Beschwerdestelle und Beschwerdeverfahren einrichten: Die ADS empfieht, Mitglieder des Personalrates, die Gleichstellungs- oder die Schwerbehindertenbeauftragte als Vertrauenspersonen zu bestimmen. Alternativ wird zu einem Gremium mit paritätisch besetzten Vertretern der Arbeitgeber- und Arbeitnehmerseite geraten.

Präventive Maßnahmen ergreifen: Dies können zum Beispiel Dienstvereinbarungen, Verhaltenskodizes, Führungsrichtlinien oder Schulungen zum Diskriminierungsschutz sein.

Instrumente zur Identifikation von Diskriminierung einsetzen: Beispielsweise in Form von Befragungen, statistischen Auswertungen, Testing-Verfahren oder der Prüfung von Beschwerdendaten.

Positive Maßnahmen ergreifen: Unterstützung der Hochschulleitung, Akzeptanz durch die nicht geförderte Gruppe, Beteiligung relevanter Akteure, Bereitstellung erforderlicher Ressourcen.

Weitere Informationen: goo.gl/aCww4q (LOH)

Kommentare (1)

  1. Mit offenem Visier am 13.02.2017
    Bei unterscheidelichen ergebnissen einzelner Gruppen bei Prüfungen gleich die Diskriminierungskeule zu schwingen, ist leider typisch für bestimmte politische Gruppierungen.
    Da könnte es viele Ursachen geben, bei schlechteren Ergebnissen von Migranten u.a. auch die schlechteren deutschen Sprachfähigkeiten, welche ja vor Gericht nicht irrelevant sind.
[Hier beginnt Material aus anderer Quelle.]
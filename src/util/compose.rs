//! Right-to-left composition of synchronous and asynchronous steps.
//!
//! A [`Step`] turns an input into a future of `Result<Output, Error>`.
//! Synchronous functions are lifted with [`sync_step`], functions returning a
//! future with [`async_step`]. [`compose`] (or the [`compose!`](crate::compose)
//! macro for more than two steps) runs the right-most step first and feeds each
//! resolved value leftwards; the first error short-circuits the chain.

use std::future::Future;
use std::marker::PhantomData;

use futures::future::{self, BoxFuture, FutureExt};

pub trait Step<I: Send + 'static>: Send + Sync {
    type Output: Send + 'static;
    type Error: Send + 'static;

    fn apply(&self, input: I) -> BoxFuture<'_, Result<Self::Output, Self::Error>>;
}

/// A step backed by a plain function.
pub struct SyncStep<F, I> {
    function: F,
    _input: PhantomData<fn(I)>,
}

/// A step backed by a function returning a future.
pub struct AsyncStep<F, I> {
    function: F,
    _input: PhantomData<fn(I)>,
}

/// Runs `inner`, then `outer` on its result.
pub struct Composed<F, G> {
    outer: F,
    inner: G,
}

pub fn sync_step<F, I, O, E>(function: F) -> SyncStep<F, I>
where
    F: Fn(I) -> Result<O, E> + Send + Sync,
{
    SyncStep {
        function,
        _input: PhantomData,
    }
}

pub fn async_step<F, I, Fut, O, E>(function: F) -> AsyncStep<F, I>
where
    F: Fn(I) -> Fut + Send + Sync,
    Fut: Future<Output = Result<O, E>> + Send + 'static,
{
    AsyncStep {
        function,
        _input: PhantomData,
    }
}

/// `compose(outer, inner)` applies `inner` first.
pub fn compose<F, G>(outer: F, inner: G) -> Composed<F, G> {
    Composed { outer, inner }
}

impl<F, I, O, E> Step<I> for SyncStep<F, I>
where
    F: Fn(I) -> Result<O, E> + Send + Sync,
    I: Send + 'static,
    O: Send + 'static,
    E: Send + 'static,
{
    type Output = O;
    type Error = E;

    fn apply(&self, input: I) -> BoxFuture<'_, Result<O, E>> {
        future::ready((self.function)(input)).boxed()
    }
}

impl<F, I, Fut, O, E> Step<I> for AsyncStep<F, I>
where
    F: Fn(I) -> Fut + Send + Sync,
    Fut: Future<Output = Result<O, E>> + Send + 'static,
    I: Send + 'static,
    O: Send + 'static,
    E: Send + 'static,
{
    type Output = O;
    type Error = E;

    fn apply(&self, input: I) -> BoxFuture<'_, Result<O, E>> {
        (self.function)(input).boxed()
    }
}

impl<F, G, I> Step<I> for Composed<F, G>
where
    I: Send + 'static,
    G: Step<I>,
    F: Step<G::Output, Error = G::Error>,
{
    type Output = F::Output;
    type Error = G::Error;

    fn apply(&self, input: I) -> BoxFuture<'_, Result<F::Output, G::Error>> {
        async move {
            let intermediate = self.inner.apply(input).await?;
            self.outer.apply(intermediate).await
        }
        .boxed()
    }
}

/// Composes any number of steps right to left: `compose!(c, b, a)` runs
/// `a`, then `b`, then `c`.
#[macro_export]
macro_rules! compose {
    ($step:expr $(,)?) => {
        $step
    };
    ($outer:expr, $($rest:expr),+ $(,)?) => {
        $crate::util::compose::compose($outer, $crate::compose!($($rest),+))
    };
}

#[cfg(test)]
mod tests {
    use super::*;
    use futures::executor::block_on;
    use std::sync::{Arc, Mutex};

    #[test]
    fn inner_step_runs_before_outer() {
        let double = sync_step(|value: i64| Ok::<_, String>(value * 2));
        let increment = async_step(|value: i64| async move { Ok::<_, String>(value + 1) });

        // compose(f, g)(x) == f(g(x))
        let pipeline = compose(double, increment);
        assert_eq!(block_on(pipeline.apply(3)), Ok(8));
    }

    #[test]
    fn macro_chains_steps_in_declaration_order_reversed() {
        let trace = Arc::new(Mutex::new(Vec::new()));
        let record = |label: &'static str| {
            let trace = Arc::clone(&trace);
            sync_step(move |value: String| {
                trace.lock().unwrap().push(label);
                Ok::<_, String>(format!("{value}{label}"))
            })
        };

        let pipeline = crate::compose!(record("c"), record("b"), record("a"));
        assert_eq!(block_on(pipeline.apply(String::new())), Ok("abc".to_string()));
        assert_eq!(*trace.lock().unwrap(), vec!["a", "b", "c"]);
    }

    #[test]
    fn failure_short_circuits_remaining_steps() {
        let reached = Arc::new(Mutex::new(false));
        let flag = Arc::clone(&reached);
        let outer = sync_step(move |value: i64| {
            *flag.lock().unwrap() = true;
            Ok::<_, String>(value)
        });
        let failing =
            async_step(|_: i64| async { Err::<i64, _>("store unavailable".to_string()) });

        let result = block_on(compose(outer, failing).apply(1));
        assert_eq!(result, Err("store unavailable".to_string()));
        assert!(!*reached.lock().unwrap());
    }

    #[test]
    fn composed_pipeline_is_reusable() {
        let pipeline = compose(
            sync_step(|text: String| Ok::<_, ()>(text.len())),
            async_step(|text: &'static str| async move { Ok::<_, ()>(text.to_uppercase()) }),
        );
        assert_eq!(block_on(pipeline.apply("abc")), Ok(3));
        assert_eq!(block_on(pipeline.apply("hello")), Ok(5));
    }
}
    Wann bringt die SPD mal einen Antrag ein, der Diskriminierung von Jungen an Schulen zu beenden? Jungs haben doppelt so hohe Durchfallquoten, bei gleicher Übertrittsquote (50:50) aufs Gymnasium kommen trotzdem nur 46 Prozent beim Abitur oben an (46:54).

    Auch da liegt es aber in erster Linie nicht an diskriminierenden Maßnahmen von Lehrkräften, sondern an Faktoren, die nicht so ohne weiteres beeinflussbar sind.